Наконец туман полностью поглотил нас. Булыжник под ногами сменился чавкающей грязью. По глухим невнятным звукам можно было определить, что мы попали в толпу, однако видны были только люди вокруг нас да еще огоньки. Мы двинулись вдоль ряда торговок, сидящих на чугунных горшках – своими темными грязными юбками они укрывали чугуны, совсем как тряпичные бабы, которые надевают на заварочные чайники самоваров.

–  Чей-то у них в чугунах? – спросил Косой.

–  Тушенка, гнилая картошка, тухлая колбаса.

–  Дешево?

–  Окстись, Федор! – остановился я. – Отравишься!

–  Эх, дядя, – подмигнул мне серый глаз. – Знал бы ты! Года три назад я бы уже все это лопал за милую душу!

–  Пошли-пошли! – Мне пришлось потянуть его за рукав, чтобы оторвать от созерцания оборванца, лакомившегося разваливающимся рулетом из коровьих потрохов. Потроха исходили паром на воздухе, пар смешивался с хитровским туманом, а маленькая пегая собачка, не отрываясь, смотрела в лицо оборванцу, ожидая упавшего кусочка требухи из его мокрого двузубого рта.

Маленькие попрошайки, вившиеся среди толкучки, увидели, что мы остановились, и тут же ринулись к нам – человек восемь – не меньше. Тут были и постарше – лет десяти, и совсем маленькие, которые только и умели лепетать: «Пепеечку! Пепеечку! Дай! Дай! Дай пепеечку!» Чумазые, разной степени худобы, но с одинаковыми профессионально-жалостливыми глазами, они хватали нас за рукава и куда-то тянули. Я знал, что в данный момент их более старшие товарищи нацелились уже на наши карманы – пока мы будем отбиваться от мелкоты, начинающие карманники быстро вынут все, что там лежит. Потому я быстро вытащил из кармана специально заготовленный двугривенный и бросил от себя подалее. Ребятня, зачарованная полетом сверкающей монетки, вмиг бросилась к месту, куда она упала, а я повлек Шаляпина дальше от этого места.

–  Проверьте карманы – всё ли на месте? – спросил я его.

Он сунул руку в карман пальтишка и достал оттуда свой серебряный портсигар.

–  Всё на месте.

–  Хорошо, что не стащили. Просто не успели. Но пока отдайте мне.

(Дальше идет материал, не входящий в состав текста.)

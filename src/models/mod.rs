//! Domain models for the Memento server.
//!
//! # Protocol entities
//!
//! These are read-only, per-request projections built from whatever the
//! revision store hands back. Nothing here is persisted by the negotiation core.
//!
//! - [`Memento`]: one archived state of a resource (URI + timestamp + revision id).
//! - [`RevisionTimeline`]: every Memento of one resource, oldest first.
//! - [`OriginalResource`]: the live URI plus its TimeGate and TimeMap endpoints.
//! - [`NegotiationRequest`]: the parsed `Accept-Datetime` of a TimeGate request.
//!
//! # Store entities
//!
//! - [`Title`]: a normalized, namespace-qualified page name.
//! - [`Page`] and [`Revision`]: rows of the wiki store that back the timelines.

mod negotiation;
mod page;
mod revision;
mod title;

pub use negotiation::*;
pub use page::*;
pub use revision::*;
pub use title::*;
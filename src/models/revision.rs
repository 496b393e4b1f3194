use chrono::{DateTime, SubsecRound, Utc};
use serde::{Deserialize, Deserializer, Serialize};

/// One historical state of a resource.
///
/// Timestamps are kept at second precision, the resolution HTTP-dates can
/// express, so a Memento always round-trips through `Memento-Datetime`.
#[derive(Debug, Clone, PartialEq, Eq, Serialize, Deserialize)]
pub struct Memento {
    /// Opaque key into the revision store.
    pub revision_id: i64,
    /// When this state became current (UTC).
    #[serde(deserialize_with = "deserialize_whole_seconds")]
    pub timestamp: DateTime<Utc>,
    /// Absolute, stable URI of exactly this state.
    pub uri: String,
}

impl Memento {
    pub fn new(revision_id: i64, timestamp: DateTime<Utc>, uri: impl Into<String>) -> Self {
        Self {
            revision_id,
            timestamp: timestamp.trunc_subsecs(0),
            uri: uri.into(),
        }
    }
}

fn deserialize_whole_seconds<'de, D>(deserializer: D) -> Result<DateTime<Utc>, D::Error>
where
    D: Deserializer<'de>,
{
    DateTime::<Utc>::deserialize(deserializer).map(|timestamp| timestamp.trunc_subsecs(0))
}

/// The ordered revision history of one resource, oldest first.
///
/// Entries may share a timestamp; the order the store returned them in is
/// kept as the secondary key, so "later" means later in the sequence.
#[derive(Debug, Clone, Default, PartialEq, Eq, Serialize, Deserialize)]
#[serde(from = "Vec<Memento>", into = "Vec<Memento>")]
pub struct RevisionTimeline {
    mementos: Vec<Memento>,
}

impl RevisionTimeline {
    /// Build a timeline from store rows. The sort is stable, so rows that
    /// share a timestamp keep their store order.
    pub fn new(mut mementos: Vec<Memento>) -> Self {
        mementos.sort_by_key(|m| m.timestamp);
        Self { mementos }
    }

    pub fn len(&self) -> usize {
        self.mementos.len()
    }

    pub fn is_empty(&self) -> bool {
        self.mementos.is_empty()
    }

    pub fn first(&self) -> Option<&Memento> {
        self.mementos.first()
    }

    pub fn last(&self) -> Option<&Memento> {
        self.mementos.last()
    }

    pub fn get(&self, index: usize) -> Option<&Memento> {
        self.mementos.get(index)
    }

    pub fn iter(&self) -> std::slice::Iter<'_, Memento> {
        self.mementos.iter()
    }

    pub fn as_slice(&self) -> &[Memento] {
        &self.mementos
    }

    /// Index of `memento` in the timeline, matched by URI.
    pub fn position(&self, memento: &Memento) -> Option<usize> {
        self.mementos.iter().position(|m| m.uri == memento.uri)
    }

    /// Find the Memento for a store revision id.
    pub fn find_revision(&self, revision_id: i64) -> Option<&Memento> {
        self.mementos.iter().find(|m| m.revision_id == revision_id)
    }

    /// The entry immediately before `index`, if any.
    pub fn predecessor(&self, index: usize) -> Option<&Memento> {
        index.checked_sub(1).and_then(|i| self.mementos.get(i))
    }

    /// The entry immediately after `index`, if any.
    pub fn successor(&self, index: usize) -> Option<&Memento> {
        self.mementos.get(index + 1)
    }
}

impl FromIterator<Memento> for RevisionTimeline {
    fn from_iter<I: IntoIterator<Item = Memento>>(iter: I) -> Self {
        Self::new(iter.into_iter().collect())
    }
}

impl From<Vec<Memento>> for RevisionTimeline {
    fn from(mementos: Vec<Memento>) -> Self {
        Self::new(mementos)
    }
}

impl From<RevisionTimeline> for Vec<Memento> {
    fn from(timeline: RevisionTimeline) -> Self {
        timeline.mementos
    }
}

impl<'a> IntoIterator for &'a RevisionTimeline {
    type Item = &'a Memento;
    type IntoIter = std::slice::Iter<'a, Memento>;

    fn into_iter(self) -> Self::IntoIter {
        self.mementos.iter()
    }
}

/// The live, unversioned identity of a resource and its two Memento endpoints.
#[derive(Debug, Clone, PartialEq, Eq, Serialize, Deserialize)]
pub struct OriginalResource {
    pub uri: String,
    pub timegate_uri: String,
    pub timemap_uri: String,
}

impl OriginalResource {
    pub fn new(
        uri: impl Into<String>,
        timegate_uri: impl Into<String>,
        timemap_uri: impl Into<String>,
    ) -> Self {
        Self {
            uri: uri.into(),
            timegate_uri: timegate_uri.into(),
            timemap_uri: timemap_uri.into(),
        }
    }
}

#[cfg(test)]
mod tests {
    use super::*;
    use chrono::TimeZone;

    fn at(day: u32) -> DateTime<Utc> {
        Utc.with_ymd_and_hms(2013, 6, day, 0, 0, 0).unwrap()
    }

    #[test]
    fn new_sorts_by_timestamp_keeping_store_order_for_ties() {
        let timeline = RevisionTimeline::new(vec![
            Memento::new(3, at(3), "r3"),
            Memento::new(1, at(1), "r1"),
            Memento::new(2, at(3), "r2"),
        ]);

        let ids: Vec<i64> = timeline.iter().map(|m| m.revision_id).collect();
        assert_eq!(ids, vec![1, 3, 2]);
    }

    #[test]
    fn deserializing_keeps_order_and_second_precision() {
        let json = r#"[
            {"revision_id": 2, "timestamp": "2013-06-03T00:00:00Z", "uri": "r2"},
            {"revision_id": 1, "timestamp": "2013-06-01T00:00:00.750Z", "uri": "r1"}
        ]"#;

        let timeline: RevisionTimeline = serde_json::from_str(json).unwrap();

        let ids: Vec<i64> = timeline.iter().map(|m| m.revision_id).collect();
        assert_eq!(ids, vec![1, 2]);
        assert_eq!(timeline.first().unwrap().timestamp, at(1));
    }

    #[test]
    fn memento_timestamps_are_truncated_to_seconds() {
        let precise = at(1) + chrono::Duration::milliseconds(750);
        let memento = Memento::new(1, precise, "r1");
        assert_eq!(memento.timestamp, at(1));
    }

    #[test]
    fn neighbours_respect_timeline_bounds() {
        let timeline: RevisionTimeline = (1..=3)
            .map(|d| Memento::new(d as i64, at(d), format!("r{}", d)))
            .collect();

        assert!(timeline.predecessor(0).is_none());
        assert_eq!(timeline.predecessor(1).map(|m| m.revision_id), Some(1));
        assert_eq!(timeline.successor(1).map(|m| m.revision_id), Some(3));
        assert!(timeline.successor(2).is_none());
    }
}
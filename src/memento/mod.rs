//! The Memento negotiation core.
//!
//! Pure computation over request-scoped inputs: nothing in here performs I/O,
//! holds state between calls, or knows about axum or SQLite. The host fetches
//! a [`RevisionTimeline`](crate::models::RevisionTimeline), then calls
//!
//! - [`NegotiationResponder`] for a TimeGate interaction,
//! - [`render_time_map`] for a TimeMap interaction, or
//! - [`build_links`] / [`memento_headers`] to annotate an Original Resource or
//!   Memento response,
//!
//! and copies the returned status and headers onto its own response.

pub mod datetime;
mod error;
mod links;
mod negotiator;
mod responder;
mod timemap;

pub use error::*;
pub use links::*;
pub use negotiator::*;
pub use responder::*;
pub use timemap::*;

/// Header names produced by the core, lower-cased as HTTP/2 requires.
pub mod headers {
    pub const ACCEPT_DATETIME: &str = "accept-datetime";
    pub const CONTENT_LOCATION: &str = "content-location";
    pub const LINK: &str = "link";
    pub const LOCATION: &str = "location";
    pub const MEMENTO_DATETIME: &str = "memento-datetime";
    pub const VARY: &str = "vary";
}
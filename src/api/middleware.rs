//! API key authentication for the store's write endpoints.

use axum::{
    body::Body,
    extract::State,
    http::{Method, Request, StatusCode},
    middleware::Next,
    response::Response,
};

use super::AppState;

/// Require `Authorization: Bearer <key>` on mutating requests when an API
/// key is configured. Reads are always open.
pub async fn auth_middleware(
    State(state): State<AppState>,
    request: Request<Body>,
    next: Next,
) -> Result<Response, StatusCode> {
    let expected_key = match &state.config.api_key {
        Some(key) if !is_read_only(request.method()) => key,
        _ => return Ok(next.run(request).await),
    };

    let auth_header = request
        .headers()
        .get("Authorization")
        .and_then(|h| h.to_str().ok());

    match auth_header.and_then(|header| header.strip_prefix("Bearer ")) {
        Some(token) if token == expected_key => Ok(next.run(request).await),
        Some(_) => {
            tracing::warn!("Invalid API key provided");
            Err(StatusCode::UNAUTHORIZED)
        }
        None if auth_header.is_some() => {
            tracing::warn!("Invalid Authorization header format");
            Err(StatusCode::UNAUTHORIZED)
        }
        None => {
            tracing::warn!("Missing Authorization header");
            Err(StatusCode::UNAUTHORIZED)
        }
    }
}

fn is_read_only(method: &Method) -> bool {
    matches!(*method, Method::GET | Method::HEAD | Method::OPTIONS)
}
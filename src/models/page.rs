use chrono::{DateTime, Utc};
use serde::{Deserialize, Serialize};

use super::Title;

/// A wiki page: the stable identity behind an Original Resource.
#[derive(Debug, Clone, Serialize, Deserialize)]
pub struct Page {
    pub id: i64,
    pub title: Title,
    /// The revision currently shown at the page's live URI.
    pub latest_revision_id: i64,
    pub created_at: DateTime<Utc>,
}

/// One stored revision of a page. Revisions are append-only.
#[derive(Debug, Clone, Serialize, Deserialize)]
pub struct Revision {
    pub id: i64,
    pub page_id: i64,
    pub content: String,
    pub comment: Option<String>,
    pub author: String,
    pub timestamp: DateTime<Utc>,
}

/// Input for creating a page together with its first revision.
#[derive(Debug, Clone, Serialize, Deserialize)]
pub struct CreatePageInput {
    pub title: Title,
    pub content: String,
    pub author: String,
    pub comment: Option<String>,
    /// Explicit revision time, for importing history. Defaults to now.
    #[serde(default)]
    pub timestamp: Option<DateTime<Utc>>,
}

/// Input for appending a revision to an existing page.
#[derive(Debug, Clone, Serialize, Deserialize)]
pub struct CreateRevisionInput {
    pub content: String,
    pub author: String,
    pub comment: Option<String>,
    /// Explicit revision time, for importing history. Must not precede the
    /// page's latest revision. Defaults to now.
    #[serde(default)]
    pub timestamp: Option<DateTime<Utc>>,
}

/// A page with its revision history, oldest first.
#[derive(Debug, Clone, Serialize, Deserialize)]
pub struct PageHistory {
    #[serde(flatten)]
    pub page: Page,
    pub revisions: Vec<Revision>,
}
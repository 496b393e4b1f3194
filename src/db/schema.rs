use anyhow::{Context, Result};
use rusqlite::Connection;

struct Migration {
    version: &'static str,
    name: &'static str,
    sql: &'static str,
}

const MIGRATIONS: &[Migration] = &[
    Migration {
        version: "001",
        name: "initial",
        sql: include_str!("migrations/001_initial.sql"),
    },
    Migration {
        version: "002",
        name: "revision_timeline_index",
        sql: include_str!("migrations/002_revision_timeline_index.sql"),
    },
];

pub fn run_migrations(conn: &Connection) -> Result<()> {
    conn.execute_batch(
        "CREATE TABLE IF NOT EXISTS schema_migrations (
            version TEXT PRIMARY KEY,
            name TEXT NOT NULL,
            applied_at TEXT NOT NULL
        )",
    )
    .context("Failed to create schema_migrations table")?;

    let applied = get_applied_migrations(conn)?;

    for migration in MIGRATIONS {
        if !applied.iter().any(|v| v == migration.version) {
            apply_migration(conn, migration)?;
        }
    }

    Ok(())
}

fn get_applied_migrations(conn: &Connection) -> Result<Vec<String>> {
    let mut stmt = conn.prepare("SELECT version FROM schema_migrations ORDER BY version")?;
    let versions = stmt
        .query_map([], |row| row.get(0))?
        .collect::<Result<Vec<String>, _>>()?;
    Ok(versions)
}

fn mark_migration_applied(conn: &Connection, version: &str, name: &str) -> Result<()> {
    let now = chrono::Utc::now().to_rfc3339();
    conn.execute(
        "INSERT INTO schema_migrations (version, name, applied_at) VALUES (?, ?, ?)",
        (version, name, &now),
    )?;
    Ok(())
}

fn apply_migration(conn: &Connection, migration: &Migration) -> Result<()> {
    tracing::info!(
        "Applying migration {}: {}",
        migration.version,
        migration.name
    );

    conn.execute_batch(&format!("BEGIN TRANSACTION; {} COMMIT;", migration.sql))
        .with_context(|| {
            format!(
                "Failed to apply migration {}: {}",
                migration.version, migration.name
            )
        })?;

    mark_migration_applied(conn, migration.version, migration.name)?;

    tracing::info!("Migration {} applied successfully", migration.version);
    Ok(())
}

#[cfg(test)]
mod tests {
    use super::*;

    #[test]
    fn test_migrations_run_on_fresh_db() {
        let conn = Connection::open_in_memory().unwrap();
        run_migrations(&conn).unwrap();

        let count: i32 = conn
            .query_row(
                "SELECT COUNT(*) FROM sqlite_master WHERE type='table' AND name IN ('pages', 'revisions')",
                [],
                |row| row.get(0),
            )
            .unwrap();
        assert_eq!(count, 2);

        let versions = get_applied_migrations(&conn).unwrap();
        assert_eq!(versions, vec!["001", "002"]);
    }

    #[test]
    fn test_migrations_are_idempotent() {
        let conn = Connection::open_in_memory().unwrap();
        run_migrations(&conn).unwrap();
        run_migrations(&conn).unwrap();

        let versions = get_applied_migrations(&conn).unwrap();
        assert_eq!(versions, vec!["001", "002"]);
    }

    #[test]
    fn test_timeline_index_replaces_page_index() {
        let conn = Connection::open_in_memory().unwrap();
        run_migrations(&conn).unwrap();

        let indexes: Vec<String> = conn
            .prepare("SELECT name FROM sqlite_master WHERE type='index' AND tbl_name='revisions'")
            .unwrap()
            .query_map([], |row| row.get(0))
            .unwrap()
            .collect::<Result<_, _>>()
            .unwrap();
        assert!(indexes.contains(&"idx_revisions_timeline".to_string()));
        assert!(!indexes.contains(&"idx_revisions_page".to_string()));
    }
}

–  Зачем? – Шаляпин прижал дорогой ему портсигар к груди.

–  У меня сохранней будет. Да и вы – забудетесь, захотите покурить, да и вытащите его. А там, куда мы идем, эту вещь сразу заметят. Могут за нее и убить.

Поколебавшись, певец наконец отдал мне портсигар. Я открыл его, посмотрел на папиросы и покачал головой – хотел поначалу высыпать их Шаляпину, чтобы тот положил в карман, но марка оказалась слишком дорогой – окружающие нас босяки могли и не понять, отчего это беглый сапожник курит такую дорогую марку. Засунув портсигар во внутренний карман пиджака, я подошел к торговке, купил у нее махорки и несколько кусочков газеты, нарванной для скручивания «козьих ножек». По иронии судьбы это оказались куски как раз «Русских ведомостей», куда я писал в то время, впрочем, все реже и реже.